### Requirement
Every line containing the word "super" is to be copied from the data below.

### Saved entries
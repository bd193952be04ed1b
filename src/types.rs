use std::fmt;
use std::rc::Rc;

/// A language value per spec §6.1, plus the two machine-internal variants
/// (`Empty` and `List`) that spec algorithms pass around but that never
/// escape to evaluated code.
#[derive(Clone, Debug, PartialEq)]
pub enum JsValue {
    /// The absence of a completion value (spec "empty").
    Empty,
    Undefined,
    Null,
    Boolean(bool),
    Number(f64),
    String(JsString),
    Symbol(JsSymbol),
    Object(JsObject),
    /// Internal List — argument lists and similar ordered sequences.
    List(Rc<Vec<JsValue>>),
}

impl Default for JsValue {
    fn default() -> Self {
        JsValue::Undefined
    }
}

/// Handle to an object record in the machine's heap.
#[derive(Clone, Copy, Debug, PartialEq, Eq, Hash)]
pub struct JsObject {
    pub id: u64,
}

// UTF-16 code unit string per spec §6.1.4
#[derive(Clone, Debug, PartialEq, Eq, Hash, Default)]
pub struct JsString {
    pub code_units: Vec<u16>,
}

impl JsString {
    pub fn from_str(s: &str) -> Self {
        Self {
            code_units: s.encode_utf16().collect(),
        }
    }

    pub fn is_empty(&self) -> bool {
        self.code_units.is_empty()
    }

    pub fn len(&self) -> usize {
        self.code_units.len()
    }

    pub fn to_rust_string(&self) -> String {
        String::from_utf16_lossy(&self.code_units)
    }

    pub fn concat(&self, other: &JsString) -> JsString {
        let mut code_units = self.code_units.clone();
        code_units.extend_from_slice(&other.code_units);
        JsString { code_units }
    }

    /// One code unit at `index`, as a single-unit string.
    pub fn code_unit_at(&self, index: usize) -> Option<JsString> {
        self.code_units.get(index).map(|&u| JsString {
            code_units: vec![u],
        })
    }

    pub fn slice_utf16(&self, start: usize, end: usize) -> JsString {
        let s = start.min(self.code_units.len());
        let e = end.min(self.code_units.len());
        if s >= e {
            return JsString { code_units: vec![] };
        }
        JsString {
            code_units: self.code_units[s..e].to_vec(),
        }
    }
}

impl fmt::Display for JsString {
    fn fmt(&self, f: &mut fmt::Formatter<'_>) -> fmt::Result {
        write!(f, "{}", self.to_rust_string())
    }
}

#[derive(Clone, Debug)]
pub struct JsSymbol {
    pub id: u64,
    pub description: Option<JsString>,
}

impl PartialEq for JsSymbol {
    fn eq(&self, other: &Self) -> bool {
        self.id == other.id
    }
}

impl Eq for JsSymbol {}

impl std::hash::Hash for JsSymbol {
    fn hash<H: std::hash::Hasher>(&self, state: &mut H) {
        self.id.hash(state);
    }
}

// Well-known symbols (§6.1.5.1), one instance each per machine.
#[derive(Clone, Copy, Debug, PartialEq, Eq)]
pub enum WellKnownSymbol {
    AsyncIterator,
    HasInstance,
    Iterator,
    ToPrimitive,
    ToStringTag,
}

impl WellKnownSymbol {
    pub fn description(self) -> &'static str {
        match self {
            WellKnownSymbol::AsyncIterator => "Symbol.asyncIterator",
            WellKnownSymbol::HasInstance => "Symbol.hasInstance",
            WellKnownSymbol::Iterator => "Symbol.iterator",
            WellKnownSymbol::ToPrimitive => "Symbol.toPrimitive",
            WellKnownSymbol::ToStringTag => "Symbol.toStringTag",
        }
    }
}

impl JsValue {
    pub fn is_undefined(&self) -> bool {
        matches!(self, JsValue::Undefined)
    }

    pub fn is_null(&self) -> bool {
        matches!(self, JsValue::Null)
    }

    pub fn is_object(&self) -> bool {
        matches!(self, JsValue::Object(_))
    }

    pub fn is_nullish(&self) -> bool {
        matches!(self, JsValue::Undefined | JsValue::Null)
    }

    pub fn is_empty(&self) -> bool {
        matches!(self, JsValue::Empty)
    }

    pub fn string(s: &str) -> JsValue {
        JsValue::String(JsString::from_str(s))
    }

    /// The spec's Type(x) name, for diagnostics and TypeError messages.
    pub fn type_name(&self) -> &'static str {
        match self {
            JsValue::Empty => "empty",
            JsValue::Undefined => "undefined",
            JsValue::Null => "null",
            JsValue::Boolean(_) => "boolean",
            JsValue::Number(_) => "number",
            JsValue::String(_) => "string",
            JsValue::Symbol(_) => "symbol",
            JsValue::Object(_) => "object",
            JsValue::List(_) => "list",
        }
    }
}

// §6.1.6.1 Number type operations
pub mod number_ops {
    pub fn to_string(x: f64) -> String {
        if x.is_nan() {
            return "NaN".to_string();
        }
        if x == 0.0 {
            return "0".to_string();
        }
        if x.is_infinite() {
            return if x > 0.0 { "Infinity" } else { "-Infinity" }.to_string();
        }
        // Use ryu for spec-compliant shortest representation
        let mut buf = ryu_js::Buffer::new();
        buf.format(x).to_string()
    }

    pub fn equal(x: f64, y: f64) -> bool {
        if x.is_nan() || y.is_nan() {
            return false;
        }
        x == y
    }

    pub fn same_value(x: f64, y: f64) -> bool {
        if x.is_nan() && y.is_nan() {
            return true;
        }
        if x == 0.0 && y == 0.0 {
            return x.is_sign_positive() == y.is_sign_positive();
        }
        x == y
    }

    pub fn same_value_zero(x: f64, y: f64) -> bool {
        if x.is_nan() && y.is_nan() {
            return true;
        }
        x == y
    }

    // §7.1.7 ToUint32 — true modulo-2^32 truncation; `rem_euclid` keeps the
    // result exact for any finite double, including those outside i64 range.
    pub fn to_uint32(x: f64) -> u32 {
        if !x.is_finite() || x == 0.0 {
            return 0;
        }
        x.trunc().rem_euclid(4_294_967_296.0) as u32
    }

    // §7.1.6 ToInt32
    pub fn to_int32(x: f64) -> i32 {
        to_uint32(x) as i32
    }

    // §7.1.9 ToUint16
    pub fn to_uint16(x: f64) -> u16 {
        (to_uint32(x) & 0xFFFF) as u16
    }

    // §7.1.8 ToInt16
    pub fn to_int16(x: f64) -> i16 {
        to_uint16(x) as i16
    }

    // §7.1.11 ToUint8
    pub fn to_uint8(x: f64) -> u8 {
        (to_uint32(x) & 0xFF) as u8
    }

    // §7.1.10 ToInt8
    pub fn to_int8(x: f64) -> i8 {
        to_uint8(x) as i8
    }

    // §7.1.12 ToUint8Clamp — round half to even at the .5 boundary.
    pub fn to_uint8_clamp(x: f64) -> u8 {
        if x.is_nan() || x <= 0.0 {
            return 0;
        }
        if x >= 255.0 {
            return 255;
        }
        let f = x.floor();
        if f + 0.5 < x {
            (f as u8) + 1
        } else if x < f + 0.5 {
            f as u8
        } else if (f as u64) % 2 == 0 {
            f as u8
        } else {
            (f as u8) + 1
        }
    }

    // Truncation used by §7.1.5 ToIntegerOrInfinity
    pub fn to_integer_or_infinity(n: f64) -> f64 {
        if n.is_nan() || n == 0.0 {
            0.0
        } else if n.is_infinite() {
            n
        } else {
            n.trunc()
        }
    }
}

impl fmt::Display for JsValue {
    fn fmt(&self, f: &mut fmt::Formatter<'_>) -> fmt::Result {
        match self {
            JsValue::Empty => write!(f, "<empty>"),
            JsValue::Undefined => write!(f, "undefined"),
            JsValue::Null => write!(f, "null"),
            JsValue::Boolean(b) => write!(f, "{b}"),
            JsValue::Number(n) => write!(f, "{}", number_ops::to_string(*n)),
            JsValue::String(s) => write!(f, "{s}"),
            JsValue::Symbol(s) => {
                if let Some(desc) = &s.description {
                    write!(f, "Symbol({desc})")
                } else {
                    write!(f, "Symbol()")
                }
            }
            JsValue::Object(_) => write!(f, "[object Object]"),
            JsValue::List(items) => write!(f, "<list[{}]>", items.len()),
        }
    }
}

#[cfg(test)]
mod tests {
    use super::*;

    #[test]
    fn number_special_values() {
        assert_eq!(number_ops::to_string(f64::NAN), "NaN");
        assert_eq!(number_ops::to_string(0.0), "0");
        assert_eq!(number_ops::to_string(-0.0), "0");
        assert_eq!(number_ops::to_string(f64::INFINITY), "Infinity");
        assert_eq!(number_ops::to_string(f64::NEG_INFINITY), "-Infinity");
        assert_eq!(number_ops::to_string(42.0), "42");
        assert_eq!(number_ops::to_string(-0.5), "-0.5");
    }

    #[test]
    fn number_same_value() {
        assert!(number_ops::same_value(f64::NAN, f64::NAN));
        assert!(!number_ops::same_value(0.0, -0.0));
        assert!(number_ops::same_value(0.0, 0.0));
        assert!(number_ops::same_value_zero(0.0, -0.0));
    }

    #[test]
    fn to_int32_basics() {
        assert_eq!(number_ops::to_int32(f64::NAN), 0);
        assert_eq!(number_ops::to_int32(f64::INFINITY), 0);
        assert_eq!(number_ops::to_int32(0.0), 0);
        assert_eq!(number_ops::to_int32(42.9), 42);
        assert_eq!(number_ops::to_int32(-42.9), -42);
        assert_eq!(number_ops::to_int32(-1.0), -1);
        assert_eq!(number_ops::to_int32(2_147_483_648.0), -2_147_483_648);
    }

    #[test]
    fn to_int32_periodic_mod_2_pow_32() {
        let period = 4_294_967_296.0_f64;
        for x in [0.0, 1.0, -7.5, 123_456.0, 2_147_483_647.0] {
            assert_eq!(
                number_ops::to_int32(x),
                number_ops::to_int32(x + period),
                "period failed at {x}"
            );
            assert_eq!(
                number_ops::to_int32(x),
                number_ops::to_int32(x + 3.0 * period)
            );
        }
        // Far outside i64 range the modulo must still be exact.
        assert_eq!(number_ops::to_uint32(period * period), 0);
    }

    #[test]
    fn narrow_truncations() {
        assert_eq!(number_ops::to_uint16(65_536.0), 0);
        assert_eq!(number_ops::to_int16(32_768.0), -32_768);
        assert_eq!(number_ops::to_uint8(256.0), 0);
        assert_eq!(number_ops::to_int8(128.0), -128);
    }

    #[test]
    fn uint8_clamp_rounds_half_to_even() {
        assert_eq!(number_ops::to_uint8_clamp(f64::NAN), 0);
        assert_eq!(number_ops::to_uint8_clamp(-3.0), 0);
        assert_eq!(number_ops::to_uint8_clamp(300.0), 255);
        assert_eq!(number_ops::to_uint8_clamp(2.5), 2);
        assert_eq!(number_ops::to_uint8_clamp(3.5), 4);
        assert_eq!(number_ops::to_uint8_clamp(2.6), 3);
    }

    #[test]
    fn string_code_units() {
        let s = JsString::from_str("ab");
        assert_eq!(s.len(), 2);
        assert_eq!(s.code_unit_at(0), Some(JsString::from_str("a")));
        assert_eq!(s.code_unit_at(2), None);
        assert_eq!(s.concat(&JsString::from_str("cd")).to_rust_string(), "abcd");
        assert_eq!(s.slice_utf16(1, 2).to_rust_string(), "b");
        assert_eq!(s.slice_utf16(1, 9).to_rust_string(), "b");
        assert!(s.slice_utf16(2, 1).is_empty());
    }

    #[test]
    fn display_values() {
        assert_eq!(format!("{}", JsValue::Undefined), "undefined");
        assert_eq!(format!("{}", JsValue::Null), "null");
        assert_eq!(format!("{}", JsValue::Boolean(true)), "true");
        assert_eq!(format!("{}", JsValue::Number(42.0)), "42");
        assert_eq!(format!("{}", JsValue::string("hi")), "hi");
    }
}
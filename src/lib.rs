#![forbid(unsafe_code)]

//! @acp:module "MantleForge Library"
//! @acp:summary "Natural language to Solidity contract generation for Mantle"
//! @acp:domain generator
//! @acp:layer api
//! @acp:stability stable
//!
//! # MantleForge
//!
//! Turns a free-text description of a smart contract into Solidity source.
//!
//! ## Pipeline
//!
//! - **Classify**: ordered keyword rules pick one contract archetype
//! - **Extract**: archetype-specific heuristics pull names, supplies and prices
//! - **Render**: parameters fill the archetype's template, with defaults for anything missing
//!
//! ## Example
//!
//! ```rust
//! use mantleforge::{generate, Archetype};
//!
//! let result = generate("Create an ERC-20 token called MantleGold with 1 million supply");
//! assert_eq!(result.archetype(), Some(Archetype::Erc20));
//! assert!(result.source().unwrap().contains("contract MantleGold"));
//! ```

pub mod archetype;
pub mod commands;
pub mod config;
pub mod error;
pub mod generator;
pub mod network;
pub mod server;
pub mod template;

// Re-exports
pub use archetype::Archetype;
pub use config::Config;
pub use error::{ForgeError, Result};
pub use generator::{
    classify, extract, generate, Extractor, GenerationResponse, GenerationResult, Generator,
    ParamValue, ParameterSet, UnitScope, UNRECOGNIZED_MESSAGE,
};
pub use network::Network;
pub use template::{render, TemplateStore};

/// Library version
pub const VERSION: &str = env!("CARGO_PKG_VERSION");
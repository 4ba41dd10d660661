//! @acp:module "Numeric Parsing"
//! @acp:summary "Amount parsing with thousands separators and magnitude words"
//! @acp:domain generator
//! @acp:layer logic

use super::params::ParamValue;

/// Magnitude word attached to an amount ("2 million", "500k")
#[derive(Debug, Clone, Copy, PartialEq, Eq)]
pub enum Magnitude {
    Thousand,
    Million,
}

impl Magnitude {
    /// Parse a unit word, case-insensitively
    pub fn from_unit(unit: &str) -> Option<Self> {
        match unit.to_lowercase().as_str() {
            "thousand" | "k" => Some(Magnitude::Thousand),
            "million" | "m" => Some(Magnitude::Million),
            _ => None,
        }
    }

    pub fn factor(&self) -> u64 {
        match self {
            Magnitude::Thousand => 1_000,
            Magnitude::Million => 1_000_000,
        }
    }
}

/// Parse an amount like `1,500,000` or `2.5` and multiply it by `factor`.
///
/// Returns `None` when the text is not a number or the result does not fit,
/// so callers fall back to their default.
pub fn parse_scaled(text: &str, factor: u64) -> Option<ParamValue> {
    let digits: String = text.chars().filter(|c| *c != ',').collect();

    match digits.split_once('.') {
        Some((whole, fraction)) => shift_decimal(whole, fraction, decimal_places(factor)?),
        None => digits
            .parse::<u64>()
            .ok()?
            .checked_mul(factor)
            .map(ParamValue::Integer),
    }
}

/// Multiply `whole.fraction` by `10^places` by moving the decimal point in the
/// text, so scaled amounts never pick up binary rounding noise.
fn shift_decimal(whole: &str, fraction: &str, places: usize) -> Option<ParamValue> {
    if whole.is_empty() || !whole.chars().chain(fraction.chars()).all(|c| c.is_ascii_digit()) {
        return None;
    }

    let split = places.min(fraction.len());
    let (moved, remainder) = fraction.split_at(split);
    let padding = "0".repeat(places - split);
    let integral: u64 = format!("{}{}{}", whole, moved, padding).parse().ok()?;

    let remainder = remainder.trim_end_matches('0');
    if remainder.is_empty() {
        Some(ParamValue::Integer(integral))
    } else {
        let value: f64 = format!("{}.{}", integral, remainder).parse().ok()?;
        value.is_finite().then_some(ParamValue::Decimal(value))
    }
}

/// Number of decimal places a power-of-ten factor shifts by
fn decimal_places(factor: u64) -> Option<usize> {
    let mut remaining = factor;
    let mut places = 0;
    while remaining > 1 {
        if remaining % 10 != 0 {
            return None;
        }
        remaining /= 10;
        places += 1;
    }
    (remaining == 1).then_some(places)
}

/// Parse a whole number, tolerating thousands separators
pub fn parse_integer(text: &str) -> Option<u64> {
    let digits: String = text.chars().filter(|c| *c != ',').collect();
    digits.parse().ok()
}

/// Parse a decimal amount such as a mint price
pub fn parse_decimal(text: &str) -> Option<ParamValue> {
    parse_scaled(text, 1)
}
//! @acp:module "Templates Command"
//! @acp:summary "List registered contract templates or print one"
//! @acp:domain cli
//! @acp:layer handler

use anyhow::{anyhow, Result};
use console::style;

use crate::archetype::Archetype;
use crate::generator::Generator;

/// Templates subcommands
#[derive(Debug, Clone)]
pub enum TemplatesSubcommand {
    /// List archetypes with their placeholders
    List,
    /// Print the raw template for an archetype
    Show { archetype: Archetype },
}

/// Execute the templates command
pub fn execute_templates(cmd: TemplatesSubcommand, generator: &Generator) -> Result<()> {
    let store = generator.store();

    match cmd {
        TemplatesSubcommand::List => {
            for archetype in store.archetypes() {
                let tokens: Vec<String> = store
                    .placeholders(archetype)
                    .iter()
                    .map(|p| format!("{}={}", p.token, p.default))
                    .collect();
                println!(
                    "{:<10} {:<16} {}",
                    style(archetype).cyan(),
                    archetype.label(),
                    style(tokens.join(" ")).dim()
                );
            }
        }
        TemplatesSubcommand::Show { archetype } => {
            let source = store
                .source(archetype)
                .ok_or_else(|| anyhow!("No template registered for '{}'", archetype))?;
            println!("{}", source);
        }
    }

    Ok(())
}
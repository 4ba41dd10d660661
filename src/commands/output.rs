//! @acp:module "Output Formatting"
//! @acp:summary "Shared terminal formatting for command output"
//! @acp:domain cli
//! @acp:layer output

use crate::generator::ParameterSet;

/// Width of the rule printed around generated source
pub const BANNER_WIDTH: usize = 60;

pub fn banner_line() -> String {
    "━".repeat(BANNER_WIDTH)
}

/// Render parameters as `key=value` pairs in key order
pub fn format_params(params: &ParameterSet) -> String {
    params
        .iter()
        .map(|(key, value)| format!("{}={}", key, value))
        .collect::<Vec<_>>()
        .join(", ")
}
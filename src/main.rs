#![forbid(unsafe_code)]
//! MantleForge Command Line Interface

use std::path::PathBuf;

use anyhow::Context;
use clap::{Parser, Subcommand};
use tracing_subscriber::EnvFilter;

use mantleforge::commands::{
    execute_batch, execute_classify, execute_generate, execute_networks, execute_serve,
    execute_templates, BatchOptions, ClassifyOptions, GenerateOptions, NetworksOptions,
    ServeOptions, TemplatesSubcommand,
};
use mantleforge::config::CONFIG_FILE;
use mantleforge::{Archetype, Config, Generator, UnitScope};

#[derive(Parser)]
#[command(name = "mantleforge")]
#[command(about = "MantleForge - Generate Solidity smart contracts from plain English")]
#[command(version)]
struct Cli {
    #[command(subcommand)]
    command: Commands,

    /// Config file path
    #[arg(short, long, global = true, default_value = CONFIG_FILE)]
    config: PathBuf,

    /// Where magnitude words apply to a supply (adjacent, prompt)
    #[arg(long, global = true, env = "MANTLEFORGE_UNIT_SCOPE")]
    unit_scope: Option<UnitScope>,

    /// Directory of <archetype>.sol files overriding built-in templates
    #[arg(long, global = true)]
    templates_dir: Option<PathBuf>,

    /// Verbose output
    #[arg(short, long, global = true)]
    verbose: bool,
}

#[derive(Subcommand)]
enum Commands {
    /// Generate a contract from a description
    Generate {
        /// Contract description (prompted for if omitted)
        prompt: Vec<String>,

        /// Print the API JSON response instead of the source banner
        #[arg(long)]
        json: bool,

        /// Write the generated source to a file
        #[arg(short, long)]
        output: Option<PathBuf>,
    },

    /// Show which archetype and parameters a description resolves to
    Classify {
        /// Contract description
        prompt: Vec<String>,

        /// Output as JSON
        #[arg(long)]
        json: bool,

        /// Print the classification rules in priority order
        #[arg(long)]
        rules: bool,
    },

    /// Generate contracts for every line of a file
    Batch {
        /// File with one description per line
        input: PathBuf,

        /// Write JSON lines here instead of stdout
        #[arg(short, long)]
        output: Option<PathBuf>,
    },

    /// Inspect contract templates
    Templates {
        #[command(subcommand)]
        cmd: Option<TemplatesCommands>,
    },

    /// Show Mantle network information
    Networks {
        /// Output as JSON
        #[arg(long)]
        json: bool,
    },

    /// Start the HTTP API
    Serve {
        /// Address to bind
        #[arg(long)]
        host: Option<String>,

        /// Port to listen on
        #[arg(short, long)]
        port: Option<u16>,

        /// Directory of static files served at /
        #[arg(long)]
        static_dir: Option<PathBuf>,
    },
}

#[derive(Subcommand)]
enum TemplatesCommands {
    /// List templates and their placeholders
    List,

    /// Print a template
    Show {
        /// Archetype (erc20, erc721, timelock, voting, multisig, staking)
        archetype: Archetype,
    },
}

#[tokio::main]
async fn main() -> anyhow::Result<()> {
    let cli = Cli::parse();

    let default_filter = if cli.verbose {
        "mantleforge=debug,tower_http=debug"
    } else {
        "mantleforge=info"
    };
    tracing_subscriber::fmt()
        .with_env_filter(
            EnvFilter::try_from_default_env().unwrap_or_else(|_| EnvFilter::new(default_filter)),
        )
        .with_writer(std::io::stderr)
        .init();

    // Load config
    let mut config = Config::load_or_default(&cli.config)
        .with_context(|| format!("Failed to load config from {:?}", cli.config))?;
    if let Some(scope) = cli.unit_scope {
        config.extraction.unit_scope = scope;
    }
    if let Some(dir) = cli.templates_dir {
        config.templates.override_dir = Some(dir);
    }

    let generator = Generator::from_config(&config).context("Failed to load templates")?;

    match cli.command {
        Commands::Generate { prompt, json, output } => {
            let options = GenerateOptions { prompt, json, output };
            execute_generate(options, &generator)?;
        }

        Commands::Classify { prompt, json, rules } => {
            let options = ClassifyOptions { prompt, json, rules };
            execute_classify(options, &generator)?;
        }

        Commands::Batch { input, output } => {
            let options = BatchOptions { input, output };
            execute_batch(options, &generator)?;
        }

        Commands::Templates { cmd } => {
            let subcommand = match cmd {
                None | Some(TemplatesCommands::List) => TemplatesSubcommand::List,
                Some(TemplatesCommands::Show { archetype }) => {
                    TemplatesSubcommand::Show { archetype }
                }
            };
            execute_templates(subcommand, &generator)?;
        }

        Commands::Networks { json } => {
            let options = NetworksOptions {
                json,
                default_network: config.network.clone(),
            };
            execute_networks(options)?;
        }

        Commands::Serve { host, port, static_dir } => {
            let options = ServeOptions { host, port, static_dir };
            execute_serve(options, config, generator).await?;
        }
    }

    Ok(())
}
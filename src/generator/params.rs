//! @acp:module "Parameter Set"
//! @acp:summary "Typed parameter values extracted from a prompt"
//! @acp:domain generator
//! @acp:layer model

use serde::{Deserialize, Serialize};
use std::collections::BTreeMap;
use std::fmt;

/// Scalar value for a template parameter
#[derive(Debug, Clone, PartialEq, Serialize, Deserialize)]
#[serde(untagged)]
pub enum ParamValue {
    Integer(u64),
    Decimal(f64),
    Text(String),
}

impl ParamValue {
    pub fn as_str(&self) -> Option<&str> {
        match self {
            ParamValue::Text(s) => Some(s),
            _ => None,
        }
    }
}

impl fmt::Display for ParamValue {
    fn fmt(&self, f: &mut fmt::Formatter<'_>) -> fmt::Result {
        match self {
            ParamValue::Integer(n) => write!(f, "{}", n),
            ParamValue::Decimal(d) => write!(f, "{}", d),
            ParamValue::Text(s) => f.write_str(s),
        }
    }
}

impl From<u64> for ParamValue {
    fn from(n: u64) -> Self {
        ParamValue::Integer(n)
    }
}

impl From<f64> for ParamValue {
    fn from(d: f64) -> Self {
        ParamValue::Decimal(d)
    }
}

impl From<&str> for ParamValue {
    fn from(s: &str) -> Self {
        ParamValue::Text(s.to_string())
    }
}

impl From<String> for ParamValue {
    fn from(s: String) -> Self {
        ParamValue::Text(s)
    }
}

/// Named parameters resolved for one generation request.
///
/// Keys are the camelCase names exposed at the API boundary (`maxSupply`,
/// `mintPrice`, ...). Entries iterate and serialize in key order.
#[derive(Debug, Clone, Default, PartialEq, Serialize, Deserialize)]
#[serde(transparent)]
pub struct ParameterSet {
    entries: BTreeMap<String, ParamValue>,
}

impl ParameterSet {
    pub fn new() -> Self {
        Self::default()
    }

    pub(crate) fn insert(&mut self, key: &str, value: impl Into<ParamValue>) {
        self.entries.insert(key.to_string(), value.into());
    }

    pub fn get(&self, key: &str) -> Option<&ParamValue> {
        self.entries.get(key)
    }

    /// Get a text parameter
    pub fn get_str(&self, key: &str) -> Option<&str> {
        self.get(key).and_then(ParamValue::as_str)
    }

    pub fn iter(&self) -> impl Iterator<Item = (&str, &ParamValue)> {
        self.entries.iter().map(|(k, v)| (k.as_str(), v))
    }

    pub fn len(&self) -> usize {
        self.entries.len()
    }

    pub fn is_empty(&self) -> bool {
        self.entries.is_empty()
    }
}

impl<K: Into<String>, V: Into<ParamValue>> FromIterator<(K, V)> for ParameterSet {
    fn from_iter<I: IntoIterator<Item = (K, V)>>(iter: I) -> Self {
        Self {
            entries: iter
                .into_iter()
                .map(|(k, v)| (k.into(), v.into()))
                .collect(),
        }
    }
}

### Solution
    use super::*;
use super::params::ParamValue;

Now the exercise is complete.